Cette région est en effet la première à nous avoir invités à participer à l'ouverture de travaux sur le sujet, mais les deux autres ont très clairement affiché leur volonté d'aller dans le même sens. Je vous rejoins néanmoins : il n'y a pas encore eu l'once d'un début de travail pour instaurer cette contribution. Sauf que rien ne dit que d'autres régions ne suivront pas, une fois qu'un modèle aura été établi.
Nous devons également prendre en compte les travaux européens sur l'eurovignette, dont le système de contribution est fondé sur le nombre de kilomètres parcourus, à l'image des péages autoroutiers. Le principe de la contribution imaginée par la région Grand Est repose sur le même modèle. Ses recettes devraient être principalement, pour ne pas dire exclusivement, fléchées vers le financement des infrastructures routières nouvellement récupérées.
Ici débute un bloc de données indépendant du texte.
use crate::error::Result;
use futures::stream::{self, StreamExt};
use reqwest::Client;
use reqwest::header::RANGE;
use std::collections::{HashMap, HashSet};
use std::sync::Arc;
use std::sync::atomic::{AtomicUsize, Ordering};
use std::time::Duration;
use tokio::sync::{Mutex, OnceCell};
use tracing::debug;

pub const DEFAULT_LINK_WORKERS: usize = 5;
pub const DEFAULT_PROBE_TIMEOUT: Duration = Duration::from_secs(5);
pub const DEFAULT_MAX_REDIRECTS: usize = 10;

/// Concurrent link liveness checker with a crawl-lifetime cache.
///
/// Every URL is probed at most once: the first caller for a URL installs a
/// cell under the cache lock and probes, later and concurrent callers await
/// the same cell. Cached answers are never invalidated.
pub struct LinkVerifier {
    client: Client,
    workers: usize,
    cache: Mutex<HashMap<String, Arc<OnceCell<bool>>>>,
    probes: AtomicUsize,
}

impl LinkVerifier {
    pub fn new() -> Result<Self> {
        Self::with_settings(
            DEFAULT_LINK_WORKERS,
            DEFAULT_PROBE_TIMEOUT,
            DEFAULT_MAX_REDIRECTS,
        )
    }

    pub fn with_settings(
        workers: usize,
        probe_timeout: Duration,
        max_redirects: usize,
    ) -> Result<Self> {
        // Past the hop limit the last response is used as-is.
        let redirect_policy = reqwest::redirect::Policy::custom(move |attempt| {
            if attempt.previous().len() >= max_redirects {
                attempt.stop()
            } else {
                attempt.follow()
            }
        });

        let client = Client::builder()
            .user_agent("siteaudit/0.1")
            .timeout(probe_timeout)
            .connect_timeout(probe_timeout)
            .redirect(redirect_policy)
            .build()?;

        Ok(Self {
            client,
            workers: workers.max(1),
            cache: Mutex::new(HashMap::new()),
            probes: AtomicUsize::new(0),
        })
    }

    /// Liveness of `url`, probing the network only on first sight.
    pub async fn is_alive(&self, url: &str) -> bool {
        let cell = {
            let mut cache = self.cache.lock().await;
            cache
                .entry(url.to_string())
                .or_insert_with(|| Arc::new(OnceCell::new()))
                .clone()
        };

        *cell.get_or_init(|| self.probe(url)).await
    }

    /// Check `links` with at most `workers` probes in flight and return the
    /// dead ones in input order, each reported once.
    pub async fn dead_links(&self, links: &[String]) -> Vec<String> {
        let mut seen = HashSet::new();
        let unique: Vec<String> = links
            .iter()
            .filter(|l| seen.insert(l.as_str()))
            .cloned()
            .collect();

        let checked: Vec<(String, bool)> = stream::iter(unique)
            .map(|link| async move {
                let alive = self.is_alive(&link).await;
                (link, alive)
            })
            .buffered(self.workers)
            .collect()
            .await;

        checked
            .into_iter()
            .filter(|(_, alive)| !alive)
            .map(|(link, _)| link)
            .collect()
    }

    /// Cached answer for `url`, if it has been probed.
    pub async fn cached(&self, url: &str) -> Option<bool> {
        let cache = self.cache.lock().await;
        cache.get(url).and_then(|cell| cell.get().copied())
    }

    /// Number of network probes issued so far.
    pub fn probe_count(&self) -> usize {
        self.probes.load(Ordering::SeqCst)
    }

    async fn probe(&self, url: &str) -> bool {
        self.probes.fetch_add(1, Ordering::SeqCst);

        match self
            .client
            .get(url)
            .header(RANGE, "bytes=0-0")
            .send()
            .await
        {
            Ok(response) => {
                let status = response.status();
                debug!("Probed {} -> {}", url, status.as_u16());
                status.is_success() || status.is_redirection()
            }
            Err(e) => {
                debug!("Probe of {} failed: {}", url, e);
                false
            }
        }
    }
}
Nous nous posons la question de l'articulation entre l'eurovignette et ces dispositifs. Il nous semble en effet totalement impossible d'imposer une double taxation sur le même réseau, d'autant que nous devons également prendre en compte dans nos modèles les évolutions liées au système européen d'échange de quotas d'émission (ETS). En 2027, la taxation des producteurs pétroliers se répercutera sur le coût des carburants – c'est bien une taxe carbone sur les énergies fossiles.
Tout cela nous amène à nous interroger sur le surcoût que le transport routier devra supporter et sur les conditions dans lesquelles il pourra le répercuter, ce qui est la première problématique des transporteurs aujourd'hui. Alors que le secteur est massivement composé de petites structures, de moins de trente salariés en moyenne, les conditions de négociation avec nos grands donneurs d'ordre sont extrêmement complexes et tendues, d'autant plus en ce moment, où les volumes sont en forte baisse.
Parallèlement, pour répondre à votre première question, nos entreprises doivent relever un défi incontournable, celui de la décarbonation et de ce qu'elle impose en matière d'investissements. Dans le cadre du travail sur la feuille de route décarbonation, nous avons évalué son surcoût si nous devions respecter les échéances prévues par la stratégie nationale bas-carbone (SNBC) : il s'élève à 52,6 milliards d'euros. Aussi, nous nous demandons dans quelles conditions nous allons pouvoir nous inscrire dans la décarbonation, comment nous allons y être accompagnés et surtout si nos clients y participeront également. On ne peut pas imaginer que le seul secteur du transport routier l'absorbe.
S'agissant des énergies, nous voyons dans nos travaux qu'une orientation se dessine fortement vers le mode électrique. Nous pourrons en discuter et vous exposer quelles sont, selon nous, les échéances crédibles, qui sont un petit peu plus éloignées que celles programmées. Cela ne tient pas au fait que les véhicules n'existent pas – ce serait mensonger de dire que les constructeurs ne sont pas au rendez-vous de l'électrification, notamment en ce qui concerne les véhicules lourds de marchandises – mais un retard considérable a été pris sur les recharges des véhicules électriques lourds ; d'où l'importance de maintenir un mix énergétique. Je laisserai Florence Berthelot en dire plus sur ce sujet.